È stato un 8 marzo in cui in tutto il paese ci si è riprese le strade dopo due anni di pandemia in occasione dello sciopero globale transfemminista indetto da Non Una Di Meno.
Da nord a sud una marea vera e tumultuosa si è riversata nelle strade per ribadire che la rivoluzione o sarà transfemminista o non sarà, il cambio di sistema passa tassativamente anche per l’abbattimento del patriarcato.
Anche l’Europa come il Sud America non sono rimaste silenti davanti al women strike, un fiume di corpi di donne e soggettività lgbtqia+ ha riempito le strade delle metropoli ma anche delle città più piccole.
Le parole chiave della marea transfemminista sono state intersezionali e quasi globali, dalla condanna delle guerra in Ucraina e di tutte le guerre figlie del capitalismo, con la richiesta di disertare immediatamente questi conflitti, passando per la lotta al cambiamento climatico ribadendo che corpi e territori non sono terreni di conquista.
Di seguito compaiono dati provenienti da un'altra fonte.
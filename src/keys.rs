//! Cache Keys
//!
//! Canonical key construction. Requests that differ only in letter case or
//! whitespace map to the same key.

/// Prefix shared by every key this crate writes.
pub const KEY_PREFIX: &str = "cache";

// == Normalize ==
/// Lowercases, trims, and collapses each whitespace run into a single `_`.
///
/// All other characters are left as they are.
pub fn normalize(raw: &str) -> String {
    raw.to_lowercase()
        .split_whitespace()
        .collect::<Vec<_>>()
        .join("_")
}

// == Build Key ==
/// Builds `cache:<namespace>:<part>[:<part>...]`, normalizing every part.
///
/// The namespace is a fixed literal and is used verbatim.
pub fn build_key(namespace: &str, parts: &[&str]) -> String {
    let mut key = format!("{}:{}", KEY_PREFIX, namespace);
    for part in parts {
        key.push(':');
        key.push_str(&normalize(part));
    }
    key
}

/// Pattern-free prefix matching every key under [`KEY_PREFIX`].
pub fn all_keys_prefix() -> String {
    format!("{}:", KEY_PREFIX)
}
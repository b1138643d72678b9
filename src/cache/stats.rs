//! Cache Statistics Module
//!
//! Tracks local store counters: hits, misses, evictions and expirations.

use serde::Serialize;

// == Cache Stats ==
#[derive(Debug, Clone, Default, PartialEq, Eq, Serialize)]
pub struct CacheStats {
    /// Lookups that found a live entry
    pub hits: u64,
    /// Lookups that found nothing or an expired entry
    pub misses: u64,
    /// Entries dropped by the LRU policy
    pub evictions: u64,
    /// Entries dropped because their TTL elapsed
    pub expirations: u64,
    /// Current number of entries in the store
    pub total_entries: usize,
}

impl CacheStats {
    pub fn new() -> Self {
        Self::default()
    }

    // == Hit Rate ==
    /// Returns hits / (hits + misses), or 0.0 if no lookups have been made.
    pub fn hit_rate(&self) -> f64 {
        let total = self.hits + self.misses;
        if total == 0 {
            0.0
        } else {
            self.hits as f64 / total as f64
        }
    }

    pub fn record_hit(&mut self) {
        self.hits += 1;
    }

    pub fn record_miss(&mut self) {
        self.misses += 1;
    }

    pub fn record_eviction(&mut self) {
        self.evictions += 1;
    }

    pub fn record_expirations(&mut self, count: usize) {
        self.expirations += count as u64;
    }

    pub fn set_total_entries(&mut self, count: usize) {
        self.total_entries = count;
    }
}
Corpi che scendono in piazza contro la violenza maschile patriarcale e razzista che porta ad un accesso differenziale ai diritti di base chi non è bianco, uomo e benestante, che ribadiscono il diritto all’autodifesa femminista laddove le divise non sono garanzia di sicurezza ma ennesima minaccia di molestie e violenze.
La lotta transfemminista che da voce a tutte quelle donne e soggettività lgbtqia+, 120 dal 2021 ad oggi, vittimə di femminicidi, lesbicidi e tras*cidi, che pretende l’abbattimento del gender pay gap, rivendica il diritto al reddito di autodeterminazione e l’aumento cospicuo dei finanziamenti ai veri centri antiviolenza e non ai movimenti bigotti per la famiglia.
Nel 2022 le manifestazione transnazionali continua a ribadire al mondo l’accesso all’aborto libero e sicuro, senza personale obiettore o pro-life negli ospedali e consultori, continuano a volere un’educazione sessuale, al consenso e all’affettività tale di questo nome nell’ambito della formazione tutta.
La quarta ondata transfemminista dopo cinque anni e due di pandemia è più viva che mai, la sua potenza sta nell’essere davvero intersezionale nelle lotte ma anche senza età, guardandoci intorno nelle piazze di questo martedì abbiamo visto persone di ogni età, dall’infanzia fino alla pensione, tra pañuelos fucsia o verdi, cori, striscioni, scritte sui muri, attacchinaggi, spazi pubblici temporaneamente occupati, disposte a mettere il proprio corpo a favore dell’abbattimento del capitalismo e del patriarcato.
Ogni tanto qualcunə chiede dove sono le femministe, ieri ha avuto un piccola risposta di quanto i corpi in lotta non restano silenti mai e anzi continuano a costruire reti solidali nelle quali tessere percorsi di lotta interconnessi, riprendendo la foto di Michele Lapini di copertina scattata a Bologna: “Guarda quanto siamo forti quando siamo insieme”!